How realistic is the Marxist view of history [footnote 2]? Firstly, it is fundamentalist: based on the Christian view of Eden followed by millenia of sin followed by the defeat of Satan and the Second Coming, after which, sinners destroyed, the good would live happily ever after. Marx' version is equally fundamentalist in a secular way [footnote 3].

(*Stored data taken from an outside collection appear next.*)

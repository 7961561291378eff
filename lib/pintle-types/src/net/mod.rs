/*
 * SPDX-License-Identifier: Apache-2.0
 * Copyright 2025 ByteDance and/or its affiliates.
 */

mod host;
pub use host::Host;
pub(crate) use host::normalize_domain;

mod tls;
pub use tls::*;
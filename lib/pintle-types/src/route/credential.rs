/*
 * SPDX-License-Identifier: Apache-2.0
 * Copyright 2025 ByteDance and/or its affiliates.
 */

use std::net::IpAddr;
use std::str::FromStr;

use ahash::AHashMap;
use anyhow::anyhow;
use arcstr::ArcStr;
use ip_network::IpNetwork;
use ip_network_table::IpNetworkTable;
use radix_trie::Trie;
use rustc_hash::FxHashMap;
use smallvec::{SmallVec, smallvec};

use crate::net::{Host, normalize_domain};

/// Per-key credential list. Two entries per name is the common case
/// (an RSA and an ECDSA credential).
type EntrySeq<T> = SmallVec<[T; 2]>;

/// the input domain should be valid IDNA domain
fn reverse_domain(domain: &str) -> String {
    let from = domain.strip_prefix('.').unwrap_or(domain);
    let mut reversed = from.split('.').rev().collect::<Vec<&str>>().join(".");
    reversed.push('.');
    reversed
}

/// Credential index over two key spaces, hostnames and addresses, each with
/// an exact and a wildcard part.
///
/// Wildcard hostnames are stored in a trie keyed by the reversed parent
/// domain, so a lookup walks the queried name's suffixes in one pass and the
/// longest registered suffix, the most specific wildcard, wins. Wildcard
/// addresses are CIDR networks resolved by longest prefix.
///
/// The store is only mutable while it is being built; lookups on the frozen
/// store take no locks.
pub struct CredentialStore<T> {
    exact_domain: Option<AHashMap<ArcStr, EntrySeq<T>>>,
    wildcard_domain: Option<Trie<String, EntrySeq<T>>>,
    exact_ip: Option<FxHashMap<IpAddr, EntrySeq<T>>>,
    wildcard_ip: Option<IpNetworkTable<EntrySeq<T>>>,
}

impl<T> Default for CredentialStore<T> {
    fn default() -> Self {
        CredentialStore {
            exact_domain: None,
            wildcard_domain: None,
            exact_ip: None,
            wildcard_ip: None,
        }
    }
}

impl<T> CredentialStore<T> {
    /// Classify `key` and insert into the matching index.
    ///
    /// Accepted key forms: an exact domain, a `*.parent` wildcard domain, an
    /// IP literal, or a CIDR network. Entries inserted under the same key
    /// keep their insertion order.
    pub fn add_host(&mut self, key: &str, v: T) -> anyhow::Result<()> {
        if key.is_empty() {
            return Err(anyhow!("empty credential key"));
        }
        if let Some(parent) = key.strip_prefix("*.") {
            return self.add_wildcard_domain(parent, v);
        }
        if key.contains('*') {
            return Err(anyhow!(
                "unsupported wildcard key {key}: only a leading *. label is allowed"
            ));
        }
        if key.contains('/') {
            let net = IpNetwork::from_str(key)
                .map_err(|e| anyhow!("invalid network key {key}: {e}"))?;
            self.add_ip_network(net, v);
            return Ok(());
        }
        match Host::from_str(key).map_err(|e| anyhow!("invalid credential key {key}: {e}"))? {
            Host::Ip(ip) => {
                self.add_exact_ip(ip, v);
                Ok(())
            }
            Host::Domain(domain) => {
                self.push_exact_domain(domain, v);
                Ok(())
            }
        }
    }

    pub fn add_exact_domain(&mut self, domain: &str, v: T) -> anyhow::Result<()> {
        let domain = normalize_domain(domain)?;
        self.push_exact_domain(domain, v);
        Ok(())
    }

    fn push_exact_domain(&mut self, domain: ArcStr, v: T) {
        self.exact_domain
            .get_or_insert_with(Default::default)
            .entry(domain)
            .or_default()
            .push(v);
    }

    /// Register a wildcard credential for all names below `parent`.
    pub fn add_wildcard_domain(&mut self, parent: &str, v: T) -> anyhow::Result<()> {
        if parent.contains('*') {
            return Err(anyhow!("invalid wildcard parent domain {parent}"));
        }
        let parent = normalize_domain(parent)?;
        let key = reverse_domain(&parent);

        let trie = self.wildcard_domain.get_or_insert_with(Trie::new);
        if let Some(seq) = trie.get_mut(&key) {
            seq.push(v);
        } else {
            trie.insert(key, smallvec![v]);
        }
        Ok(())
    }

    pub fn add_exact_ip(&mut self, ip: IpAddr, v: T) {
        self.exact_ip
            .get_or_insert_with(Default::default)
            .entry(ip)
            .or_default()
            .push(v);
    }

    pub fn add_ip_network(&mut self, net: IpNetwork, v: T) {
        let table = self.wildcard_ip.get_or_insert_with(IpNetworkTable::new);
        match table.remove(net) {
            Some(mut seq) => {
                seq.push(v);
                table.insert(net, seq);
            }
            None => {
                table.insert(net, smallvec![v]);
            }
        }
    }

    /// Get the preferred credential for `host`: the first entry registered
    /// under the best matching key. Exact keys beat wildcard keys.
    pub fn get(&self, host: &Host) -> Option<&T> {
        self.get_all(host).and_then(|seq| seq.first())
    }

    /// Get all credentials registered under the best matching key, in
    /// insertion order.
    pub fn get_all(&self, host: &Host) -> Option<&[T]> {
        match host {
            Host::Ip(ip) => self.get_ip_entries(*ip),
            Host::Domain(domain) => self.get_domain_entries(domain),
        }
    }

    fn get_domain_entries(&self, domain: &str) -> Option<&[T]> {
        if let Some(ht) = &self.exact_domain
            && let Some(seq) = ht.get(domain)
        {
            return Some(seq.as_slice());
        }

        // a wildcard never covers its own parent name, so probe the trie
        // with the reversed parent of the query
        if let Some(trie) = &self.wildcard_domain
            && let Some((_, parent)) = domain.split_once('.')
        {
            let reversed = reverse_domain(parent);
            if let Some(seq) = trie.get_ancestor_value(&reversed) {
                return Some(seq.as_slice());
            }
        }

        None
    }

    fn get_ip_entries(&self, ip: IpAddr) -> Option<&[T]> {
        if let Some(ht) = &self.exact_ip
            && let Some(seq) = ht.get(&ip)
        {
            return Some(seq.as_slice());
        }

        if let Some(table) = &self.wildcard_ip
            && let Some((_net, seq)) = table.longest_match(ip)
        {
            return Some(seq.as_slice());
        }

        None
    }

    pub fn is_empty(&self) -> bool {
        self.exact_domain.is_none()
            && self.wildcard_domain.is_none()
            && self.exact_ip.is_none()
            && self.wildcard_ip.is_none()
    }
}
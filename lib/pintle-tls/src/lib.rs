/*
 * SPDX-License-Identifier: Apache-2.0
 * Copyright 2025 ByteDance and/or its affiliates.
 */

mod config;
pub use config::CredentialConfig;

mod context;
pub use context::{CredentialContext, ServerCredential};

mod table;
pub use table::{CredentialTable, CredentialTableBuilder};

mod ticket;
pub use ticket::load_ticket_key_file;

pub mod registry;
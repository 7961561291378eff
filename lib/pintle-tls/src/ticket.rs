/*
 * SPDX-License-Identifier: Apache-2.0
 * Copyright 2025 ByteDance and/or its affiliates.
 */

use std::path::Path;

use anyhow::Context;
use log::warn;

use pintle_types::net::TicketKeyBlock;

/// Load session ticket keys from the file at `path`.
///
/// The file is a sequence of 48 byte records with no header or padding. A
/// missing or unreadable file is a soft miss: the credential simply gets no
/// ticket keys. A readable file with malformed contents is a configuration
/// error.
pub fn load_ticket_key_file(path: &Path) -> anyhow::Result<Option<TicketKeyBlock>> {
    let data = match std::fs::read(path) {
        Ok(data) => data,
        Err(e) => {
            warn!("unable to read ticket key file {}: {e}", path.display());
            return Ok(None);
        }
    };
    let block = TicketKeyBlock::parse(&data)
        .with_context(|| format!("invalid ticket key file {}", path.display()))?;
    Ok(Some(block))
}

#[cfg(test)]
mod tests {
    use super::*;
    use std::io::Write;

    #[test]
    fn load_valid_file() {
        let mut file = tempfile::NamedTempFile::new().unwrap();
        file.write_all(&[0x42u8; 96]).unwrap();

        let block = load_ticket_key_file(file.path()).unwrap().unwrap();
        assert_eq!(block.count(), 2);
        assert_eq!(block.get(0).unwrap().name().as_ref(), &[0x42u8; 16]);
    }

    #[test]
    fn missing_file_is_soft() {
        let dir = tempfile::tempdir().unwrap();
        let path = dir.path().join("no-such-keys");
        assert!(load_ticket_key_file(&path).unwrap().is_none());
    }

    #[test]
    fn bad_length_is_an_error() {
        let mut file = tempfile::NamedTempFile::new().unwrap();
        file.write_all(&[0u8; 100]).unwrap();
        assert!(load_ticket_key_file(file.path()).is_err());
    }
}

Secondly, it is utopian. Among the social animals - bees, fowls, whales, apes etc. - there is role division and inequality of power. The same is typically true of hunter-gatherer societies; intra-group class war of the Marxist or Radical Feminist type does not seem to occur naturally. The very thought of a "utopian society" among bees or baboons, with no role division and where every member has equal power, is ludicrous, yet that is what is being proposed for humans [footnote 4]. Such dreams have cost the lives of tens of millions of people this century. Millions died of starvation during Stalin's forced collectivisation in 1929. The forced collectivisation in Mao's Great Leap Forward, 1958-61, led to a famine in which 30 million died; as a result, Liu Shao-chi was made chairman of the Republic. The Cultural Revolution was Mao's attempt to retake control; its terrors caused the final loss of faith in Marxism. The Western media has covered the atrocities of Hitler and Pol Pot, but not those of Mao, hero of the 1970s Western student movement, today's elite.
Thirdly, it is hypocritical. Marxists reject inequality of power, but often seek and occupy positions of power themselves, as the guardians of correctness; dogmatism and intolerance of heresy is quite common amongst them. The anarchist Bakunin pointed out that communism would mean "the rule of the great masses of the people by a privileged minority" (Statism and Anarchy, 1873); Marx chose not to reply. Many socialists, feminists and greens are comfortable middle-class people, who find working-class philistinism and "ockerism" quite distasteful, and do not feel guilty about their relative privileges, or the debt being left to the next generation.
Nearly all of Marx' vast writings are critiques of actual societies; the utopia he envisaged is barely mentioned. Much blood has been expended for such an unexamined and uncertain goal [footnote 5]. The Christian Heaven and the Radical Feminist Lesbian/Separatist Paradise are also vague. When one wishes to create a myth to motivate people, one must leave it vague; exploring the details may lead to disbelief. Marx diagnosed the origins of capitalism as lying beyond (Weber's) Calvinism in Jewish usury. In his writings on the Jews A World Without Jews (Eng. tr. D. Runes [footnote 6], 1959), he says that the Christian capitalists leaned their greed from the Jews, who had made money their god. Engels diagnosed early Christianity as a religion of revenge, with its promise of Hell) against the oppressive Empire [footnote 7], but Marx' Communist movement is equally one of revenge against oppressive Capitalism. "His heart is filled not with love but with rancor", Bakunin wrote (The International and Karl Marx, 1872).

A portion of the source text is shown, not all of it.